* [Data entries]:

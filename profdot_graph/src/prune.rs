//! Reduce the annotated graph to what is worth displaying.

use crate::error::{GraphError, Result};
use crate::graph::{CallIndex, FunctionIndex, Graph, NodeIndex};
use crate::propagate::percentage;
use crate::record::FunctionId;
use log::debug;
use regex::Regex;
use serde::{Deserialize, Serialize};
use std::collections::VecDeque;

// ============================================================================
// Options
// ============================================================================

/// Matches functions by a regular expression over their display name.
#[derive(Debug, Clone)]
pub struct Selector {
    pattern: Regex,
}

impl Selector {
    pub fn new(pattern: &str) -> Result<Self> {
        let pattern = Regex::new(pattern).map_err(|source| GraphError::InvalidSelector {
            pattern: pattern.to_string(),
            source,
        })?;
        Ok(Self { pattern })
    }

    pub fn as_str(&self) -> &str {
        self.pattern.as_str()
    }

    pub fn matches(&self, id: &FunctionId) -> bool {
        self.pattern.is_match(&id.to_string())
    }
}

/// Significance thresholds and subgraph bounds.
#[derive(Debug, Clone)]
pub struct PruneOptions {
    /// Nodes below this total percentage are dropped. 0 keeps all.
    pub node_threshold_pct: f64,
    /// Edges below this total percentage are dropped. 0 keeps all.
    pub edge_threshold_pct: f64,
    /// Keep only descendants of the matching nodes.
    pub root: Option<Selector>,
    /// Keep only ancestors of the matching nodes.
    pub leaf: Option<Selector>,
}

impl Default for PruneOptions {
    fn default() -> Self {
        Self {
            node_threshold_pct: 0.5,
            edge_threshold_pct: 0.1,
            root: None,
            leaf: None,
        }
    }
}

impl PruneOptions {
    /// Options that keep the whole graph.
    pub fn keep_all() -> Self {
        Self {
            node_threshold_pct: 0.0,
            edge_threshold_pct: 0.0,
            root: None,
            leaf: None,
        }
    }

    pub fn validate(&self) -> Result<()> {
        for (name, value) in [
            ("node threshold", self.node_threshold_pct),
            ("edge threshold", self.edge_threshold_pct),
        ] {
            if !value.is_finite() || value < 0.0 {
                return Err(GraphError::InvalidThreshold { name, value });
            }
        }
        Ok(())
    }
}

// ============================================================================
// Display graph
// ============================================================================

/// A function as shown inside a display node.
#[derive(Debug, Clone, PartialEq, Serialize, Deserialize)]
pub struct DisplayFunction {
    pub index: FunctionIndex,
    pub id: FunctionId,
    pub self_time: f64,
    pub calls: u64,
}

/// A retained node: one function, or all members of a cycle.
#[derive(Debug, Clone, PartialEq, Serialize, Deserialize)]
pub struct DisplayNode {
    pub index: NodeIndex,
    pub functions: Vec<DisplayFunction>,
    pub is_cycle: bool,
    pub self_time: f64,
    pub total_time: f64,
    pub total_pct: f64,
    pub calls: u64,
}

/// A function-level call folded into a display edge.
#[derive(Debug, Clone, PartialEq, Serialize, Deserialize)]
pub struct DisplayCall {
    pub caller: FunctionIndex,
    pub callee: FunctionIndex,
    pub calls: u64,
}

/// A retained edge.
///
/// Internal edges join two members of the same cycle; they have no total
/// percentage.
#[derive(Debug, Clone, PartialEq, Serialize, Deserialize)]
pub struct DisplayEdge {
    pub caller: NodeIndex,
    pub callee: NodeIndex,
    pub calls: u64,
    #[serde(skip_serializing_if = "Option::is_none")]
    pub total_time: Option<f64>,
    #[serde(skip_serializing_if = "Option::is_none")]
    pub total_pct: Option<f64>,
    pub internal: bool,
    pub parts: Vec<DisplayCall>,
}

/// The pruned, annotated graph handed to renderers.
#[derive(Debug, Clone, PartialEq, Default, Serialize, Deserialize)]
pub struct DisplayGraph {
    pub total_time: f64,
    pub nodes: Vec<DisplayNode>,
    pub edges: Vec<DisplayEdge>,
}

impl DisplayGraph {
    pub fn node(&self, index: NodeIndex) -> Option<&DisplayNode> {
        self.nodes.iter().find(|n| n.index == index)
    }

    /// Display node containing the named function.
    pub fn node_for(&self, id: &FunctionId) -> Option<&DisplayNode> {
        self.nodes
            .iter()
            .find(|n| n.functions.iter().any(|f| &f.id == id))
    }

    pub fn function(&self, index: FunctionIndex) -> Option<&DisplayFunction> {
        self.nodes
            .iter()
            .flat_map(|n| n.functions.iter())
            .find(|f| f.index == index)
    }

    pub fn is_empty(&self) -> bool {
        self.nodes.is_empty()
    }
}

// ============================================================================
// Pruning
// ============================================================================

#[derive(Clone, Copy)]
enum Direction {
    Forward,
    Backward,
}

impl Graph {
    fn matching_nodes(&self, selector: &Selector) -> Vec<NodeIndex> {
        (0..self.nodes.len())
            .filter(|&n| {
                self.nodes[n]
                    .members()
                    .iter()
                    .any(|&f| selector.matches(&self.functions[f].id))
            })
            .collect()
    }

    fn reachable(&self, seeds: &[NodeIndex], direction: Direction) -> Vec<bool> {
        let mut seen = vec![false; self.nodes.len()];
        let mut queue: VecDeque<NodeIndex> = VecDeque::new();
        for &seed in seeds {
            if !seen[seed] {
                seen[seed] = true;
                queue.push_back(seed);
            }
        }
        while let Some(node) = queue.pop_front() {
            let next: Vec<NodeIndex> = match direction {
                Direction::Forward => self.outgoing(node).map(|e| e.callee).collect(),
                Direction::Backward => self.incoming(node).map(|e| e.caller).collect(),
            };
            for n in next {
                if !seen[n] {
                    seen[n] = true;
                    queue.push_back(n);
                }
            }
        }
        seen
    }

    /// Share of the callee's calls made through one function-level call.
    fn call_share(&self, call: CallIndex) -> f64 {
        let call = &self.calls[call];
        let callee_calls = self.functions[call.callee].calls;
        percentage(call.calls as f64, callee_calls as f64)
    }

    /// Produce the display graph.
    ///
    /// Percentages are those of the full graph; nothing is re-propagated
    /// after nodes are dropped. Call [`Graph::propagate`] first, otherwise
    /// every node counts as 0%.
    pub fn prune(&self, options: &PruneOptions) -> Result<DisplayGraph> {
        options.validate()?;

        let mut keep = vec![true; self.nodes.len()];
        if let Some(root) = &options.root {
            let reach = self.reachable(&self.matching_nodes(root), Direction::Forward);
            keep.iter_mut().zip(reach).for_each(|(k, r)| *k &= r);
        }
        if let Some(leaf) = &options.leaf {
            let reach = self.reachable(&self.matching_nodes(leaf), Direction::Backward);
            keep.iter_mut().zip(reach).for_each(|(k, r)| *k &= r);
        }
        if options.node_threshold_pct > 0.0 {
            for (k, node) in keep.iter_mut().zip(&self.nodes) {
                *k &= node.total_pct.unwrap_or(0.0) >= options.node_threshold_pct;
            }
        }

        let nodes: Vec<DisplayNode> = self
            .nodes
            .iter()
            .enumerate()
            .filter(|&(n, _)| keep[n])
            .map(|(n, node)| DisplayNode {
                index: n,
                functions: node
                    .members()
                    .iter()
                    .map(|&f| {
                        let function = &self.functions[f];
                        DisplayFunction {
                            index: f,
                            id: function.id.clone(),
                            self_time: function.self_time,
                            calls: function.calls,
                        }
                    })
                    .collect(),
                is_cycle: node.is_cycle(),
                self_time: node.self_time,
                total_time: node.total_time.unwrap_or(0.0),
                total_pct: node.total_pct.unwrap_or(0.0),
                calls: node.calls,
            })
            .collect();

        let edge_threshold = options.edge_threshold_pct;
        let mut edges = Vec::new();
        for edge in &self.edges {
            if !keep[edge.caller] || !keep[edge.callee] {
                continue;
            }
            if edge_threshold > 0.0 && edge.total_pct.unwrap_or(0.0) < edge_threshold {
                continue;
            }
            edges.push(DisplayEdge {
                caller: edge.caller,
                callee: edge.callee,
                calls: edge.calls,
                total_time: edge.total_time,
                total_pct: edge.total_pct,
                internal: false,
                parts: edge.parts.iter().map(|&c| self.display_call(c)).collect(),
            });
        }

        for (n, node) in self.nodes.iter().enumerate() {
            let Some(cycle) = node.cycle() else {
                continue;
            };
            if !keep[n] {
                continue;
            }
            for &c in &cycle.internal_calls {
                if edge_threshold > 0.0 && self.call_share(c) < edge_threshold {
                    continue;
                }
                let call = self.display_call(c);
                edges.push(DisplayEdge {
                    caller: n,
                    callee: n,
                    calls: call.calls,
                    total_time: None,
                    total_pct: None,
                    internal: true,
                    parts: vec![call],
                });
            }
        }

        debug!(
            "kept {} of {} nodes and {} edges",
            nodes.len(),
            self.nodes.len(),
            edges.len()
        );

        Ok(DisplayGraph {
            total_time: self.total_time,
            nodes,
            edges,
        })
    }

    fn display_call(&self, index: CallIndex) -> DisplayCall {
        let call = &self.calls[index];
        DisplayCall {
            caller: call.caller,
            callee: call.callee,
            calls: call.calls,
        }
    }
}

* [What needs to be done]:
Only one stretch of the records above is wanted: the lines between the one holding "for (name, value)" and the one holding "handed to renderers.", inclusive, reproduced exactly.

* [Response to this exercise]:
        for (name, value) in [
            ("node threshold", self.node_threshold_pct),
            ("edge threshold", self.edge_threshold_pct),
        ] {
            if !value.is_finite() || value < 0.0 {
                return Err(GraphError::InvalidThreshold { name, value });
            }
        }
        Ok(())
    }
}

// ============================================================================
// Display graph
// ============================================================================

/// A function as shown inside a display node.
#[derive(Debug, Clone, PartialEq, Serialize, Deserialize)]
pub struct DisplayFunction {
    pub index: FunctionIndex,
    pub id: FunctionId,
    pub self_time: f64,
    pub calls: u64,
}

/// A retained node: one function, or all members of a cycle.
#[derive(Debug, Clone, PartialEq, Serialize, Deserialize)]
pub struct DisplayNode {
    pub index: NodeIndex,
    pub functions: Vec<DisplayFunction>,
    pub is_cycle: bool,
    pub self_time: f64,
    pub total_time: f64,
    pub total_pct: f64,
    pub calls: u64,
}

/// A function-level call folded into a display edge.
#[derive(Debug, Clone, PartialEq, Serialize, Deserialize)]
pub struct DisplayCall {
    pub caller: FunctionIndex,
    pub callee: FunctionIndex,
    pub calls: u64,
}

/// A retained edge.
///
/// Internal edges join two members of the same cycle; they have no total
/// percentage.
#[derive(Debug, Clone, PartialEq, Serialize, Deserialize)]
pub struct DisplayEdge {
    pub caller: NodeIndex,
    pub callee: NodeIndex,
    pub calls: u64,
    #[serde(skip_serializing_if = "Option::is_none")]
    pub total_time: Option<f64>,
    #[serde(skip_serializing_if = "Option::is_none")]
    pub total_pct: Option<f64>,
    pub internal: bool,
    pub parts: Vec<DisplayCall>,
}

/// The pruned, annotated graph handed to renderers.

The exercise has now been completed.